Library of the World's Best Literature, Ancient and Modern — Volume 1 eBook

This eBook from the Gutenberg Project consists of approximately 724 pages of information about Library of the World's Best Literature, Ancient and Modern — Volume 1.

Library of the World's Best Literature, Ancient and Modern — Volume 1 eBook

This eBook from the Gutenberg Project consists of approximately 724 pages of information about Library of the World's Best Literature, Ancient and Modern — Volume 1.

     The night grows chill, as if it felt a breath
     Blown from that frozen city where he lies. 
     All things turn strange.  The leaf that rustles here
     Has more than autumn’s mournfulness.  The place
     Is heavy with his absence.  Like fixed eyes
     Whence the dear light of sense and thought has fled,
     The vacant windows stare across the lawn. 
     The wise sweet spirit that informed it all
     Is otherwhere.  The house itself is dead.
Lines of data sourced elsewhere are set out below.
//! Settings error types.

use thiserror::Error;

/// Errors that can occur when loading the settings file.
#[derive(Debug, Error)]
pub enum SettingsError {
    /// Failed to read the settings file from disk.
    #[error("failed to read settings file: {0}")]
    Io(#[from] std::io::Error),
    /// Failed to parse JSON in the settings file.
    #[error("failed to parse settings JSON: {0}")]
    Json(#[from] serde_json::Error),
}

/// Result type for settings operations.
pub type Result<T> = std::result::Result<T, SettingsError>;
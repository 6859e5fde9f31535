//! Content fingerprint of an [`EnvironmentContext`].
//!
//! The context is serialized to JSON, every object's keys are sorted
//! recursively, and the compact encoding is hashed with SHA-256. Only the
//! first [`HASH_HEX_LEN`] hex characters are kept: the fingerprint is used
//! for in-process equality checks, never for addressing or integrity.

use envctx_core::{ContextHash, EnvironmentContext};
use serde_json::{Map, Value};
use sha2::{Digest, Sha256};

/// Length of the hex fingerprint.
pub const HASH_HEX_LEN: usize = 16;

/// Fingerprint a context.
pub fn compute_hash(context: &EnvironmentContext) -> ContextHash {
    // Serializing plain structs with string keys cannot fail
    let value = serde_json::to_value(context).unwrap_or_default();
    hash_value(&value)
}

/// Fingerprint an arbitrary JSON value, independent of key order.
pub fn hash_value(value: &Value) -> ContextHash {
    let canonical = canonicalize(value).to_string();
    let digest = Sha256::digest(canonical.as_bytes());

    let mut hex = format!("{digest:x}");
    hex.truncate(HASH_HEX_LEN);
    ContextHash::new(hex)
}

/// Copy of `value` with every object's keys in ascending order.
pub fn canonicalize(value: &Value) -> Value {
    match value {
        Value::Object(map) => {
            let mut entries: Vec<(&String, &Value)> = map.iter().collect();
            entries.sort_by(|a, b| a.0.cmp(b.0));
            let sorted: Map<String, Value> = entries
                .into_iter()
                .map(|(k, v)| (k.clone(), canonicalize(v)))
                .collect();
            Value::Object(sorted)
        }
        Value::Array(items) => Value::Array(items.iter().map(canonicalize).collect()),
        other => other.clone(),
    }
}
     O autumn wind among the sombre pines,
     Breathe you his dirge, but be it sweet and low. 
     With deep refrains and murmurs of the sea,
     Like to his verse—­the art is yours alone. 
     His once—­you taught him.  Now no voice but yours! 
     Tender and low, O wind among the pines. 
     I would, were mine a lyre of richer strings,
     In soft Sicilian accents wrap his name.

     SEA LONGINGS

     The first world-sound that fell upon my ear
     Was that of the great winds along the coast
     Crushing the deep-sea beryl on the rocks—­
     The distant breakers’ sullen cannonade. 
     Against the spires and gables of the town
     The white fog drifted, catching here and there
     At overleaning cornice or peaked roof,
     And hung—­weird gonfalons.  The garden walks
     Were choked with leaves, and on their ragged biers
     Lay dead the sweets of summer—­damask rose,
     Clove-pink, old-fashioned, loved New England flowers
     Only keen salt-sea odors filled the air. 
     Sea-sounds, sea-odors—­these were all my world. 
     Hence is it that life languishes with me
     Inland; the valleys stifle me with gloom
     And pent-up prospect; in their narrow bound
     Imagination flutters futile wings. 
     Vainly I seek the sloping pearl-white sand
     And the mirage’s phantom citadels
     Miraculous, a moment seen, then gone. 
     Among the mountains I am ill at ease,
     Missing the stretched horizon’s level line
     And the illimitable restless blue. 
     The crag-torn sky is not the sky I love,
     But one unbroken sapphire spanning all;
     And nobler than the branches of a pine
     Aslant upon a precipice’s edge
     Are the strained spars of some great battle-ship
     Plowing across the sunset.  No bird’s lilt
     So takes me as the whistling of the gale
     Among the shrouds.  My cradle-song was this,
     Strange inarticulate sorrows of the sea,
     Blithe rhythms upgathered from the Sirens’ caves. 
     Perchance of earthly voices the last voice
     That shall an instant my freed spirit stay
     On this world’s verge, will be some message blown
     Over the dim salt lands that fringe the coast
     At dusk, or when the tranced midnight droops
     With weight of stars, or haply just as dawn,
     Illumining the sullen purple wave,
     Turns the gray pools and willow-stems to gold.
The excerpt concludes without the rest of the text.